31st July 2018 at 7:17 am #62133AnonymousInactive
That’s the spirit! Yes, that’s just he right way to see it. You don’t have to enjoy that bad days but you can still be at peace with yourself. Live well, est well, sleep well and give yourself the very best chance of recovery. Carry on making your lists but from those lists make smaller lists so you don’t get overwhelmed. If you have a big task to do, break it down and tackle bits of it rather than seeing it all as a huge task that must be done immediately. You’re doing great. Well done.

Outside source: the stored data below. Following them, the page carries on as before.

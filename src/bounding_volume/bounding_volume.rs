use crate::math::Real;

/// A coarse volume enclosing a shape, cheap to test and to combine.
///
/// The broadphase tree and the triangle tree of meshes are generic over nothing but this
/// interface of their node volumes.
pub trait BoundingVolume: Sized {
    /// Do the two volumes overlap? Touching volumes overlap.
    fn intersects(&self, other: &Self) -> bool;

    /// Is `other` entirely inside of `self`?
    fn contains(&self, other: &Self) -> bool;

    /// The smallest volume enclosing both `self` and `other`.
    fn merged(&self, other: &Self) -> Self;

    /// This volume enlarged by `margin` in every direction.
    ///
    /// # Panics
    /// If `margin` is negative.
    fn loosened(&self, margin: Real) -> Self;
}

31st July 2018 at 10:42 pm #62170
Thank you BT, today was my last day of comfort eating after not eating enough to eating to much so I’m going take control of my life. Baby steps, I didn’t reliese how hard this part was going to be.
1st August 2018 at 8:29 am #62178SunflowersandstarsParticipant
I’ve found it difficult in the aftermath, I naively assumed once he was out of my life I would be happy, and I was for a while until it al caught up with me, I’ve had to learn to accept the bad days along with the good. You’ve shown so much strength, I remind myself this when I’m feeling overwhelmed. Do you have some friends/family to lean on for support? You’ve endured a lot and deserve love, happiness and peace around you.
1st August 2018 at 5:20 pm #62201
Thank you Sas
My brother and his wife are a great support, and I have a close friend that is also there for me. I have moved to another town and have stop contact with people there as they know my past (and may unwittingly let my ex know where I am). I have also not let my new neighbours and employer know my past.
I think the half of it is that I have come off hyper alert and all the feelings that I have had to keep under control just took hold.
I have had a day off work and as well as doing a few bits round the house, I have been for a walk and swimming. Also I have eaten healthily so hopefully I’m on the way forward.